MATERIALS PROVIDED:
··········
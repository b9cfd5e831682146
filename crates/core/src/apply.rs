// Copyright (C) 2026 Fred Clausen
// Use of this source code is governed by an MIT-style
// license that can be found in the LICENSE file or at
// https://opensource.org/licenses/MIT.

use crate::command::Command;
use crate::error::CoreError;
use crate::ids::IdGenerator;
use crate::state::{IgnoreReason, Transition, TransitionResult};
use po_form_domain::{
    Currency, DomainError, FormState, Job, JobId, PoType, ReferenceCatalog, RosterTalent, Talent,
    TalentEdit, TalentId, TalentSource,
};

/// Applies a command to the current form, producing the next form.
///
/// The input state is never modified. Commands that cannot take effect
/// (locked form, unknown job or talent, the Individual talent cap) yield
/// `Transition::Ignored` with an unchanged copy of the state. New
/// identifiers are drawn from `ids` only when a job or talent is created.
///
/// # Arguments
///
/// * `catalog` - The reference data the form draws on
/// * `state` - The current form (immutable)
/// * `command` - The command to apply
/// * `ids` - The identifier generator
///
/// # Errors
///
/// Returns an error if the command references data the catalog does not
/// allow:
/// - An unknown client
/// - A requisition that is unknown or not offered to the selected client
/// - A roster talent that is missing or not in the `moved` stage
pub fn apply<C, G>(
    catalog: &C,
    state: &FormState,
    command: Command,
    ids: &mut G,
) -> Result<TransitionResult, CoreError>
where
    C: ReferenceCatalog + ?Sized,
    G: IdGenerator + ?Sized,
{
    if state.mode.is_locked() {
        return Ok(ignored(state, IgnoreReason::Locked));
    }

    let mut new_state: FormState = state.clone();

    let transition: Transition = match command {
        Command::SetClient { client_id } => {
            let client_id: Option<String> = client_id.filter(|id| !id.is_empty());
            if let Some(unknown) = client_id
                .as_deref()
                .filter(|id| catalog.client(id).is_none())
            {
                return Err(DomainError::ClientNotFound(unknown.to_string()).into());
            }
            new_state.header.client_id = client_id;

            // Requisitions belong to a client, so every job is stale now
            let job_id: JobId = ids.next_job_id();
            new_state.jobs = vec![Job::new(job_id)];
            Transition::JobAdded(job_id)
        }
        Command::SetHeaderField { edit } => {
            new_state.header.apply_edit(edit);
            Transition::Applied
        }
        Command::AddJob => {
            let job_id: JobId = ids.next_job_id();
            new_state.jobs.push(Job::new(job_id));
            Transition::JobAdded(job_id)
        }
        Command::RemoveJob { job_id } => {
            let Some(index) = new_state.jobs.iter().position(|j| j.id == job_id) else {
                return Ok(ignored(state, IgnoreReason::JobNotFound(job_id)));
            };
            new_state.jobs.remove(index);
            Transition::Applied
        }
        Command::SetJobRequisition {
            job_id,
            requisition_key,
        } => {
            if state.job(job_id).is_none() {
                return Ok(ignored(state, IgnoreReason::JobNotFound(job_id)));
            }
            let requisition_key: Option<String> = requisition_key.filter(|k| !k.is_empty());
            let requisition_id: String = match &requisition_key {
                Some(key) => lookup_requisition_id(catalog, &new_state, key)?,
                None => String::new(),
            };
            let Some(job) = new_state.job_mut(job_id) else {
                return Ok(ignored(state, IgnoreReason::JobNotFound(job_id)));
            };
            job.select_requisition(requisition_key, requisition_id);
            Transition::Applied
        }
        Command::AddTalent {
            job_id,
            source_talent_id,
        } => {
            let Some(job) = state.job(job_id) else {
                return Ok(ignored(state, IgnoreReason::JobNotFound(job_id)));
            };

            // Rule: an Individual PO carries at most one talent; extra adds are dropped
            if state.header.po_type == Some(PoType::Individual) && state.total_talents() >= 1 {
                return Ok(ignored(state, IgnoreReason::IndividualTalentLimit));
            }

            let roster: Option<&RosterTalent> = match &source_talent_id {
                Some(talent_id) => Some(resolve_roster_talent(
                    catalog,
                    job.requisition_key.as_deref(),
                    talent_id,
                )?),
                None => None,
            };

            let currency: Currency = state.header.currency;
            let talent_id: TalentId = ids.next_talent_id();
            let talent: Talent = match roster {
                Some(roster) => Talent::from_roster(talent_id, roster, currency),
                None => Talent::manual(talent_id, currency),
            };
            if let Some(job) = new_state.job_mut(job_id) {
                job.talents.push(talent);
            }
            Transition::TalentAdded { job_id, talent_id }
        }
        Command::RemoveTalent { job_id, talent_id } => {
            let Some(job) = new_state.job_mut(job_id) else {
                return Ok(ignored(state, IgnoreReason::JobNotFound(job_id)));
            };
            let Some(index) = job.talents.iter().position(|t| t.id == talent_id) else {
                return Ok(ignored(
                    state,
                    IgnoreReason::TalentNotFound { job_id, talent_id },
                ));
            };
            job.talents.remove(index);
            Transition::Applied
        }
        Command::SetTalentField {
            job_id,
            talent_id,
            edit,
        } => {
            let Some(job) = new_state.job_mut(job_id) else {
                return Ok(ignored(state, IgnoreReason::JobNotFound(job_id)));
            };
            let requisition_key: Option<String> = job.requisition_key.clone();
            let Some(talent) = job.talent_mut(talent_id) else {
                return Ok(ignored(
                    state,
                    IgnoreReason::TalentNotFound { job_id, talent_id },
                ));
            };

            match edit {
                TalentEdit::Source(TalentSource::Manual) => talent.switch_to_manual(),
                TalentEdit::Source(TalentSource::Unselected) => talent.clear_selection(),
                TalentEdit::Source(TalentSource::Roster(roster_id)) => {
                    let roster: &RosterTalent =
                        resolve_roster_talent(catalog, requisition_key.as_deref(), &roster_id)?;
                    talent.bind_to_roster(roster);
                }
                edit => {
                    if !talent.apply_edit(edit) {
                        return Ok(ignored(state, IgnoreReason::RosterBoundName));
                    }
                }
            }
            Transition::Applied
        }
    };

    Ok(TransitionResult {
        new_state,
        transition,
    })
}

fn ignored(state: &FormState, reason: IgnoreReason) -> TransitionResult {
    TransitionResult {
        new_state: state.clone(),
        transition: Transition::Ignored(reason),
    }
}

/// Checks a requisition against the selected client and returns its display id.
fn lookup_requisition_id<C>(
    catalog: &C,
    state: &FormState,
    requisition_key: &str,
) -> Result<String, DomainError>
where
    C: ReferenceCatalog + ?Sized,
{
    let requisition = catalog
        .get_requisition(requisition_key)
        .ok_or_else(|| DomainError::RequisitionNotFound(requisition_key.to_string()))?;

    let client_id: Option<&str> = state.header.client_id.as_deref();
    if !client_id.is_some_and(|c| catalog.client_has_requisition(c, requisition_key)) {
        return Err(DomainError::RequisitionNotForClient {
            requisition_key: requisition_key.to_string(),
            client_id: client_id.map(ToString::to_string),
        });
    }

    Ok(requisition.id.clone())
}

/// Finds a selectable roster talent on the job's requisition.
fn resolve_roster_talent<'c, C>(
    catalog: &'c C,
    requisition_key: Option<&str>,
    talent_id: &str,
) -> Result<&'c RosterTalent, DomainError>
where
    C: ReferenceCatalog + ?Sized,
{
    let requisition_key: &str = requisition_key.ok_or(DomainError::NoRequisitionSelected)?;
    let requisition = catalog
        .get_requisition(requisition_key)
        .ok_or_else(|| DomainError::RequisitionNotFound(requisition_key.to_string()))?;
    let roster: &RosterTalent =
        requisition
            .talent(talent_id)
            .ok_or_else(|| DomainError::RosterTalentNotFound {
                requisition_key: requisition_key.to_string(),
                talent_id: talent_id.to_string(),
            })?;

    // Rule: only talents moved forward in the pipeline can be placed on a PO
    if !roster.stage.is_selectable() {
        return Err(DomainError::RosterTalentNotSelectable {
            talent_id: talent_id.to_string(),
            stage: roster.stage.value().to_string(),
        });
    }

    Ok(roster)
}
··········
YOUR ASSIGNMENT:
Recopy the entries above exactly, with every line included.

RESPONSE AREA:
repository b9cfd5e831682146
filename crates/core/src/apply.rs
// Copyright (C) 2026 Fred Clausen
// Use of this source code is governed by an MIT-style
// license that can be found in the LICENSE file or at
// https://opensource.org/licenses/MIT.

use crate::command::Command;
use crate::error::CoreError;
use crate::ids::IdGenerator;
use crate::state::{IgnoreReason, Transition, TransitionResult};
use po_form_domain::{
    Currency, DomainError, FormState, Job, JobId, PoType, ReferenceCatalog, RosterTalent, Talent,
    TalentEdit, TalentId, TalentSource,
};

/// Applies a command to the current form, producing the next form.
///
/// The input state is never modified. Commands that cannot take effect
/// (locked form, unknown job or talent, the Individual talent cap) yield
/// `Transition::Ignored` with an unchanged copy of the state. New
/// identifiers are drawn from `ids` only when a job or talent is created.
///
/// # Arguments
///
/// * `catalog` - The reference data the form draws on
/// * `state` - The current form (immutable)
/// * `command` - The command to apply
/// * `ids` - The identifier generator
///
/// # Errors
///
/// Returns an error if the command references data the catalog does not
/// allow:
/// - An unknown client
/// - A requisition that is unknown or not offered to the selected client
/// - A roster talent that is missing or not in the `moved` stage
pub fn apply<C, G>(
    catalog: &C,
    state: &FormState,
    command: Command,
    ids: &mut G,
) -> Result<TransitionResult, CoreError>
where
    C: ReferenceCatalog + ?Sized,
    G: IdGenerator + ?Sized,
{
    if state.mode.is_locked() {
        return Ok(ignored(state, IgnoreReason::Locked));
    }

    let mut new_state: FormState = state.clone();

    let transition: Transition = match command {
        Command::SetClient { client_id } => {
            let client_id: Option<String> = client_id.filter(|id| !id.is_empty());
            if let Some(unknown) = client_id
                .as_deref()
                .filter(|id| catalog.client(id).is_none())
            {
                return Err(DomainError::ClientNotFound(unknown.to_string()).into());
            }
            new_state.header.client_id = client_id;

            // Requisitions belong to a client, so every job is stale now
            let job_id: JobId = ids.next_job_id();
            new_state.jobs = vec![Job::new(job_id)];
            Transition::JobAdded(job_id)
        }
        Command::SetHeaderField { edit } => {
            new_state.header.apply_edit(edit);
            Transition::Applied
        }
        Command::AddJob => {
            let job_id: JobId = ids.next_job_id();
            new_state.jobs.push(Job::new(job_id));
            Transition::JobAdded(job_id)
        }
        Command::RemoveJob { job_id } => {
            let Some(index) = new_state.jobs.iter().position(|j| j.id == job_id) else {
                return Ok(ignored(state, IgnoreReason::JobNotFound(job_id)));
            };
            new_state.jobs.remove(index);
            Transition::Applied
        }
        Command::SetJobRequisition {
            job_id,
            requisition_key,
        } => {
            if state.job(job_id).is_none() {
                return Ok(ignored(state, IgnoreReason::JobNotFound(job_id)));
            }
            let requisition_key: Option<String> = requisition_key.filter(|k| !k.is_empty());
            let requisition_id: String = match &requisition_key {
                Some(key) => lookup_requisition_id(catalog, &new_state, key)?,
                None => String::new(),
            };
            let Some(job) = new_state.job_mut(job_id) else {
                return Ok(ignored(state, IgnoreReason::JobNotFound(job_id)));
            };
            job.select_requisition(requisition_key, requisition_id);
            Transition::Applied
        }
        Command::AddTalent {
            job_id,
            source_talent_id,
        } => {
            let Some(job) = state.job(job_id) else {
                return Ok(ignored(state, IgnoreReason::JobNotFound(job_id)));
            };

            // Rule: an Individual PO carries at most one talent; extra adds are dropped
            if state.header.po_type == Some(PoType::Individual) && state.total_talents() >= 1 {
                return Ok(ignored(state, IgnoreReason::IndividualTalentLimit));
            }

            let roster: Option<&RosterTalent> = match &source_talent_id {
                Some(talent_id) => Some(resolve_roster_talent(
                    catalog,
                    job.requisition_key.as_deref(),
                    talent_id,
                )?),
                None => None,
            };

            let currency: Currency = state.header.currency;
            let talent_id: TalentId = ids.next_talent_id();
            let talent: Talent = match roster {
                Some(roster) => Talent::from_roster(talent_id, roster, currency),
                None => Talent::manual(talent_id, currency),
            };
            if let Some(job) = new_state.job_mut(job_id) {
                job.talents.push(talent);
            }
            Transition::TalentAdded { job_id, talent_id }
        }
        Command::RemoveTalent { job_id, talent_id } => {
            let Some(job) = new_state.job_mut(job_id) else {
                return Ok(ignored(state, IgnoreReason::JobNotFound(job_id)));
            };
            let Some(index) = job.talents.iter().position(|t| t.id == talent_id) else {
                return Ok(ignored(
                    state,
                    IgnoreReason::TalentNotFound { job_id, talent_id },
                ));
            };
            job.talents.remove(index);
            Transition::Applied
        }
        Command::SetTalentField {
            job_id,
            talent_id,
            edit,
        } => {
            let Some(job) = new_state.job_mut(job_id) else {
                return Ok(ignored(state, IgnoreReason::JobNotFound(job_id)));
            };
            let requisition_key: Option<String> = job.requisition_key.clone();
            let Some(talent) = job.talent_mut(talent_id) else {
                return Ok(ignored(
                    state,
                    IgnoreReason::TalentNotFound { job_id, talent_id },
                ));
            };

            match edit {
                TalentEdit::Source(TalentSource::Manual) => talent.switch_to_manual(),
                TalentEdit::Source(TalentSource::Unselected) => talent.clear_selection(),
                TalentEdit::Source(TalentSource::Roster(roster_id)) => {
                    let roster: &RosterTalent =
                        resolve_roster_talent(catalog, requisition_key.as_deref(), &roster_id)?;
                    talent.bind_to_roster(roster);
                }
                edit => {
                    if !talent.apply_edit(edit) {
                        return Ok(ignored(state, IgnoreReason::RosterBoundName));
                    }
                }
            }
            Transition::Applied
        }
    };

    Ok(TransitionResult {
        new_state,
        transition,
    })
}

fn ignored(state: &FormState, reason: IgnoreReason) -> TransitionResult {
    TransitionResult {
        new_state: state.clone(),
        transition: Transition::Ignored(reason),
    }
}

/// Checks a requisition against the selected client and returns its display id.
fn lookup_requisition_id<C>(
    catalog: &C,
    state: &FormState,
    requisition_key: &str,
) -> Result<String, DomainError>
where
    C: ReferenceCatalog + ?Sized,
{
    let requisition = catalog
        .get_requisition(requisition_key)
        .ok_or_else(|| DomainError::RequisitionNotFound(requisition_key.to_string()))?;

    let client_id: Option<&str> = state.header.client_id.as_deref();
    if !client_id.is_some_and(|c| catalog.client_has_requisition(c, requisition_key)) {
        return Err(DomainError::RequisitionNotForClient {
            requisition_key: requisition_key.to_string(),
            client_id: client_id.map(ToString::to_string),
        });
    }

    Ok(requisition.id.clone())
}

/// Finds a selectable roster talent on the job's requisition.
fn resolve_roster_talent<'c, C>(
    catalog: &'c C,
    requisition_key: Option<&str>,
    talent_id: &str,
) -> Result<&'c RosterTalent, DomainError>
where
    C: ReferenceCatalog + ?Sized,
{
    let requisition_key: &str = requisition_key.ok_or(DomainError::NoRequisitionSelected)?;
    let requisition = catalog
        .get_requisition(requisition_key)
        .ok_or_else(|| DomainError::RequisitionNotFound(requisition_key.to_string()))?;
    let roster: &RosterTalent =
        requisition
            .talent(talent_id)
            .ok_or_else(|| DomainError::RosterTalentNotFound {
                requisition_key: requisition_key.to_string(),
                talent_id: talent_id.to_string(),
            })?;

    // Rule: only talents moved forward in the pipeline can be placed on a PO
    if !roster.stage.is_selectable() {
        return Err(DomainError::RosterTalentNotSelectable {
            talent_id: talent_id.to_string(),
            stage: roster.stage.value().to_string(),
        });
    }

    Ok(roster)
}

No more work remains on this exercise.